Les financements aux entreprises seront moins accessibles. La conséquence la plus grave concernera les banques. Si ces dernières se retrouvent obligées de constituer des provisions supplémentaires pour couvrir leur exposition aux titres de l’Etat et aux entreprises publiques, c’est que les bénéfices, voire même les fonds propres de certains établissements, vont fondre. Selon le dernier rapport de S&P, les banques tunisiennes sont exposées à hauteur de 15% de leurs actifs aux BTA/BTCT, avec bien évidemment un plus grand risque pour les établissements publics. Nous pensons que même dans un cas extrême, les banques auront le soutien nécessaire pour se recapitaliser et d’éviter le déclenchement d’un risque systémique. La restructuration du secteur bancaire constituera un chapitre dans tout plan de sortie de la crise. Entre temps, les défauts de paiement corporate vont se multiplier. Les entreprises feront face à la hausse des coûts de production, aux pressions sociales et au manque de trésorerie. L’accès aux crédits sera quasiment verrouillé sauf si les bailleurs de fonds internationaux mettent en place avec le gouvernement des lignes spécifiques au financement des entreprises.
Autre conséquence : le risque de change. Le dinar ne résistera pas devant une telle situation et va reculer significativement devant toutes les devises. Pour les entreprises qui importent les matières premières, c’est une catastrophe car imputer ces hausses sur les prix de vente ne sera pas une simple tâche. Cela sans compter les procédures des importations qui seront plus longues et plus coûteuses à cause du risque pays.

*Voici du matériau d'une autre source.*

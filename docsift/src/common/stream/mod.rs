pub(crate) mod filtered_stream;
pub(crate) mod sorted_stream;

pub(crate) use filtered_stream::FilteredStream;
pub(crate) use sorted_stream::SortedStream;
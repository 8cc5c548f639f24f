use std::{any::Any, fmt::Display};

use itertools::Itertools;

use crate::{collection::Document, errors::DocSiftResult};

use super::{Filter, FilterProvider};

/// A filter that applies logical AND operation on multiple filters.
///
/// Filters are evaluated in the order they were provided and evaluation
/// stops at the first one that does not match. With no filters at all the
/// conjunction is vacuously true.
pub(crate) struct AndFilter {
    filters: Vec<Filter>,
}

impl AndFilter {
    pub(crate) fn new(filters: Vec<Filter>) -> Self {
        AndFilter { filters }
    }
}

impl Display for AndFilter {
    fn fmt(&self, f: &mut std::fmt::Formatter<'_>) -> std::fmt::Result {
        write!(f, "({})", self.filters.iter().join(" && "))
    }
}

impl FilterProvider for AndFilter {
    #[inline]
    fn apply(&self, entry: &Document) -> DocSiftResult<bool> {
        for filter in &self.filters {
            if !filter.apply(entry)? {
                return Ok(false);
            }
        }
        Ok(true)
    }

    fn logical_filters(&self) -> DocSiftResult<Vec<Filter>> {
        Ok(self.filters.clone())
    }

    fn as_any(&self) -> &dyn Any {
        self
    }
}

/// A filter that applies logical OR operation on multiple filters.
///
/// Filters are evaluated in the order they were provided and evaluation
/// stops at the first one that matches. With no filters at all nothing
/// matches.
pub(crate) struct OrFilter {
    filters: Vec<Filter>,
}

impl OrFilter {
    pub(crate) fn new(filters: Vec<Filter>) -> Self {
        OrFilter { filters }
    }
}

impl Display for OrFilter {
    fn fmt(&self, f: &mut std::fmt::Formatter<'_>) -> std::fmt::Result {
        write!(f, "({})", self.filters.iter().join(" || "))
    }
}

impl FilterProvider for OrFilter {
    #[inline]
    fn apply(&self, entry: &Document) -> DocSiftResult<bool> {
        for filter in &self.filters {
            if filter.apply(entry)? {
                return Ok(true);
            }
        }
        Ok(false)
    }

    fn logical_filters(&self) -> DocSiftResult<Vec<Filter>> {
        Ok(self.filters.clone())
    }

    fn as_any(&self) -> &dyn Any {
        self
    }
}
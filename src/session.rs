//! Session: the owning context for one build.
//!
//! A session holds one timeline store, the per-adapter reports, and
//! the merged order once the pipeline reaches `Merged`. After the
//! pipeline hands a session to a reader it is treated as read-only;
//! the next build request discards it wholesale.

use std::io::Write;
use std::path::Path;
use uuid::Uuid;

use crate::export::{write_interchange, write_interchange_to_path, ExportError};
use crate::pipeline::BuildPolicy;
use crate::store::TimelineStore;
use crate::types::{AdapterReport, CanonicalEvent, SessionState};

/// Error raised by session-level calls.
#[derive(Debug, thiserror::Error)]
pub enum SessionError {
    /// Export requested before the session reached `ReadyForExport`.
    #[error("no session ready for export (state: {0:?})")]
    NotReady(SessionState),
    /// The export itself failed.
    #[error(transparent)]
    Export(#[from] ExportError),
}

/// One build's worth of timeline state.
#[derive(Debug, Clone)]
pub struct Session {
    pub(crate) session_id: Uuid,
    pub(crate) state: SessionState,
    pub(crate) store: TimelineStore,
    pub(crate) reports: Vec<AdapterReport>,
    pub(crate) merged: Vec<CanonicalEvent>,
    pub(crate) policy: BuildPolicy,
}

impl Session {
    /// A fresh idle session.
    pub fn new(policy: BuildPolicy) -> Self {
        Self {
            session_id: Uuid::new_v4(),
            state: SessionState::Idle,
            store: TimelineStore::new(),
            reports: Vec::new(),
            merged: Vec::new(),
            policy,
        }
    }

    /// Session identity (stable across the session's lifetime).
    pub fn session_id(&self) -> Uuid {
        self.session_id
    }

    /// Current lifecycle state.
    pub fn state(&self) -> SessionState {
        self.state
    }

    /// Per-adapter reports in registration order.
    pub fn reports(&self) -> &[AdapterReport] {
        &self.reports
    }

    /// The underlying store, in insertion order.
    pub fn store(&self) -> &TimelineStore {
        &self.store
    }

    /// The merged total order. Empty before the merge has run.
    pub fn merged(&self) -> &[CanonicalEvent] {
        &self.merged
    }

    /// Policy the session was built under.
    pub fn policy(&self) -> &BuildPolicy {
        &self.policy
    }

    /// Whether any adapter stopped at its record cap.
    ///
    /// True means the timeline is a flagged partial result and the
    /// investigator should be told so.
    pub fn is_partial(&self) -> bool {
        self.reports.iter().any(|r| r.state.is_truncated())
    }

    /// Post-build status line.
    pub fn summary(&self) -> String {
        let shown = self.merged.len().min(self.policy.display_window);
        let partial = if self.is_partial() { ", partial result" } else { "" };
        format!(
            "Timeline built: {} event(s) (display: {shown}{partial})",
            self.merged.len()
        )
    }

    /// Paginated read accessor over the merged order.
    ///
    /// Rows beyond the display window are export-only; `offset` is a
    /// row index into the window. Text fields come back untruncated --
    /// use [`display_text`] at the presentation edge.
    pub fn page(&self, offset: usize, limit: usize) -> Vec<(usize, &CanonicalEvent)> {
        let window = self.merged.len().min(self.policy.display_window);
        self.merged[..window]
            .iter()
            .enumerate()
            .skip(offset)
            .take(limit)
            .collect()
    }

    /// Write the full merged timeline (not the display window) to `writer`.
    pub fn export_to<W: Write>(&self, writer: W) -> Result<(), SessionError> {
        self.check_ready()?;
        write_interchange(&self.merged, writer)?;
        Ok(())
    }

    /// Write the interchange file to a filesystem path.
    pub fn export_to_path(&self, path: impl AsRef<Path>) -> Result<(), SessionError> {
        self.check_ready()?;
        write_interchange_to_path(&self.merged, path)?;
        Ok(())
    }

    fn check_ready(&self) -> Result<(), SessionError> {
        if self.state != SessionState::ReadyForExport {
            return Err(SessionError::NotReady(self.state));
        }
        Ok(())
    }
}

/// Truncate text for display, preserving character boundaries.
///
/// This is the presentation boundary the core never truncates inside;
/// exported files and `page` rows always carry full text.
pub fn display_text(text: &str, max_chars: usize) -> String {
    if text.chars().count() <= max_chars {
        return text.to_string();
    }
    let kept: String = text.chars().take(max_chars.saturating_sub(3)).collect();
    format!("{kept}...")
}
//! Canonical event types for the timeline kernel.

use chrono::{DateTime, Utc};
use serde::{Deserialize, Serialize};
use std::fmt;

use super::provenance::Provenance;

/// Sentinel for an identity or host that could not be resolved.
///
/// Written explicitly; the kernel never emits an empty identity field.
pub const UNKNOWN_IDENTITY: &str = "(unknown)";

/// Monotonic sequence number assigned at normalization time.
///
/// Unique within a session and assigned in adapter-registration order,
/// giving the merge a deterministic tie-break for equal timestamps.
#[derive(Debug, Clone, Copy, PartialEq, Eq, PartialOrd, Ord, Hash, Serialize, Deserialize)]
pub struct SequenceId(u64);

impl SequenceId {
    /// Create a sequence id from its raw value.
    pub fn new(value: u64) -> Self {
        Self(value)
    }

    /// Raw value.
    pub fn value(&self) -> u64 {
        self.0
    }
}

impl fmt::Display for SequenceId {
    fn fmt(&self, f: &mut fmt::Formatter<'_>) -> fmt::Result {
        write!(f, "{}", self.0)
    }
}

/// One normalized, source-agnostic timestamped activity.
///
/// Immutable once appended to a [`TimelineStore`](crate::store::TimelineStore);
/// removal happens only through whole-session reset.
#[derive(Debug, Clone, PartialEq, Eq, Serialize, Deserialize)]
pub struct CanonicalEvent {
    /// UTC instant, millisecond precision.
    pub timestamp: DateTime<Utc>,
    /// Normalization-order sequence number (merge tie-break).
    pub sequence_id: SequenceId,
    /// Artifact family the event originated from.
    pub source: Provenance,
    /// Classification string, e.g. `FileCreated`, `KeyModified`, `Executed`.
    pub event_kind: String,
    /// Short description, full fidelity (no truncation at this layer).
    pub description: String,
    /// Full details, full fidelity.
    pub details: String,
    /// Best-effort user identity; [`UNKNOWN_IDENTITY`] when unresolved.
    pub user: String,
    /// Best-effort host name; [`UNKNOWN_IDENTITY`] when unresolved.
    pub host: String,
}

impl CanonicalEvent {
    /// Merge key: primary timestamp (millisecond precision), secondary
    /// sequence id. Equal-timestamp events keep registration order.
    pub fn merge_key(&self) -> (i64, SequenceId) {
        (self.timestamp.timestamp_millis(), self.sequence_id)
    }

    /// Render the timestamp in the interchange form
    /// `YYYY-MM-DDTHH:MM:SS.mmmZ` (UTC, literal `Z`).
    pub fn format_timestamp(&self) -> String {
        format_timestamp(&self.timestamp)
    }
}

/// Interchange timestamp rendering: `YYYY-MM-DDTHH:MM:SS.mmmZ`.
pub fn format_timestamp(ts: &DateTime<Utc>) -> String {
    ts.format("%Y-%m-%dT%H:%M:%S%.3fZ").to_string()
}

/// Parse an interchange timestamp back into a UTC instant.
///
/// Accepts exactly the form produced by [`format_timestamp`].
pub fn parse_timestamp(s: &str) -> Option<DateTime<Utc>> {
    DateTime::parse_from_rfc3339(s)
        .ok()
        .map(|dt| dt.with_timezone(&Utc))
}

#[cfg(test)]
mod tests {
    use super::*;
    use chrono::TimeZone;

    fn make_event(millis: i64, seq: u64) -> CanonicalEvent {
        CanonicalEvent {
            timestamp: Utc.timestamp_millis_opt(millis).unwrap(),
            sequence_id: SequenceId::new(seq),
            source: Provenance::AuditLog,
            event_kind: "EventID:4624".to_string(),
            description: "logon".to_string(),
            details: "interactive logon".to_string(),
            user: "S-1-5-21-1-2-3-1001".to_string(),
            host: "localhost".to_string(),
        }
    }

    #[test]
    fn test_sequence_id_ordering() {
        assert!(SequenceId::new(1) < SequenceId::new(2));
        assert_eq!(SequenceId::new(7).value(), 7);
    }

    #[test]
    fn test_merge_key_orders_by_time_then_sequence() {
        let a = make_event(1_000, 5);
        let b = make_event(1_000, 6);
        let c = make_event(2_000, 1);
        assert!(a.merge_key() < b.merge_key());
        assert!(b.merge_key() < c.merge_key());
    }

    #[test]
    fn test_timestamp_format_is_millisecond_z() {
        let e = make_event(1_704_103_200_123, 0);
        assert_eq!(e.format_timestamp(), "2024-01-01T10:00:00.123Z");
    }

    #[test]
    fn test_timestamp_round_trip() {
        let ts = Utc.timestamp_millis_opt(1_704_103_200_123).unwrap();
        let rendered = format_timestamp(&ts);
        assert_eq!(parse_timestamp(&rendered), Some(ts));
    }

    #[test]
    fn test_parse_rejects_garbage() {
        assert_eq!(parse_timestamp("not-a-timestamp"), None);
    }
}
//! Audit-log adapter.
//!
//! Decodes platform audit-log entries from one channel per adapter
//! instance (register one adapter per channel). The numeric event
//! identifier becomes the kind (`EventID:<n>`) and the recording
//! identity string is classified into a name or an unresolved token.

use serde::{Deserialize, Serialize};

use crate::types::{Provenance, RawRecord, RawTimestamp};

use super::{classify_identity, ArtifactAdapter, SourceError};

/// Default cap per audit-log channel.
pub const AUDIT_LOG_RECORD_CAP: usize = 1_000;

/// One audit-log entry from the provider.
#[derive(Debug, Clone, Serialize, Deserialize)]
pub struct AuditLogRecord {
    /// Numeric event identifier.
    pub event_id: u32,
    /// Name of the provider that wrote the entry.
    pub provider: String,
    /// When the entry was created.
    pub created: RawTimestamp,
    /// Recording identity string (account name or raw security
    /// identifier); empty when the entry carries none.
    pub user: String,
    /// Rendered message text, when available.
    pub message: Option<String>,
}

/// Adapter over an audit-log query provider for one channel.
pub struct AuditLogAdapter<I> {
    records: I,
    label: String,
    cap: usize,
}

impl<I> AuditLogAdapter<I> {
    /// Wrap a provider iterator for the named channel.
    pub fn new(channel: impl Into<String>, records: I) -> Self {
        Self {
            records,
            label: format!("audit log ({})", channel.into()),
            cap: AUDIT_LOG_RECORD_CAP,
        }
    }

    /// Override the record cap.
    pub fn with_record_cap(mut self, cap: usize) -> Self {
        self.cap = cap;
        self
    }
}

impl<I> ArtifactAdapter for AuditLogAdapter<I>
where
    I: Iterator<Item = Result<AuditLogRecord, SourceError>> + Send,
{
    fn provenance(&self) -> Provenance {
        Provenance::AuditLog
    }

    fn label(&self) -> &str {
        &self.label
    }

    fn record_cap(&self) -> usize {
        self.cap
    }

    fn next_record(&mut self) -> Result<Option<RawRecord>, SourceError> {
        let Some(entry) = self.records.next() else {
            return Ok(None);
        };
        let entry = entry?;

        let detail = entry
            .message
            .unwrap_or_else(|| format!("{} event {}", entry.provider, entry.event_id));

        Ok(Some(RawRecord::single(
            format!("EventID:{}", entry.event_id),
            entry.created,
            classify_identity(&entry.user),
            entry.provider,
            detail,
        )))
    }
}

#[cfg(test)]
mod tests {
    use super::*;
    use crate::types::RawIdentity;

    fn logon_entry(user: &str) -> AuditLogRecord {
        AuditLogRecord {
            event_id: 4624,
            provider: "Microsoft-Windows-Security-Auditing".to_string(),
            created: RawTimestamp::UnixMillis(1_704_103_200_000),
            user: user.to_string(),
            message: Some("An account was successfully logged on.".to_string()),
        }
    }

    #[test]
    fn test_event_id_becomes_kind() {
        let mut adapter = AuditLogAdapter::new("Security", vec![Ok(logon_entry("alice"))].into_iter());
        let record = adapter.next_record().unwrap().unwrap();
        assert_eq!(record.occurrences[0].kind, "EventID:4624");
        assert_eq!(record.identity, RawIdentity::Named("alice".to_string()));
        assert_eq!(adapter.label(), "audit log (Security)");
    }

    #[test]
    fn test_sid_user_stays_a_token() {
        let sid = "S-1-5-21-3623811015-3361044348-30300820-1013";
        let mut adapter = AuditLogAdapter::new("Security", vec![Ok(logon_entry(sid))].into_iter());
        let record = adapter.next_record().unwrap().unwrap();
        assert_eq!(record.identity, RawIdentity::Token(sid.to_string()));
    }

    #[test]
    fn test_missing_message_falls_back_to_provider() {
        let mut entry = logon_entry("");
        entry.message = None;
        let mut adapter = AuditLogAdapter::new("System", vec![Ok(entry)].into_iter());
        let record = adapter.next_record().unwrap().unwrap();
        assert!(record.detail.contains("event 4624"));
        assert_eq!(record.identity, RawIdentity::Unknown);
    }
}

Parmi les quelques points positifs, il y a l’amélioration de la compétitivité par les coûts, même si le climat social pourra l’éradiquer. Il y a également l’ouverture de tous les secteurs dans lesquels l’Etat détient le monopole à la concurrence. C’est une conséquence à moyen et long terme, ce qui ouvre la voie devant une économie plus concurrentielle et capable de générer de la croissance.
Durant ces mois, les entreprises doivent mettre en place des plans d’actions à exécuter en cas d’un tel scénario. Il faut se doter d’un maximum de flexibilité dans tous les axes de gestion pour que l’entité reste en vie. Les grands managers sont nés dans de telles crises.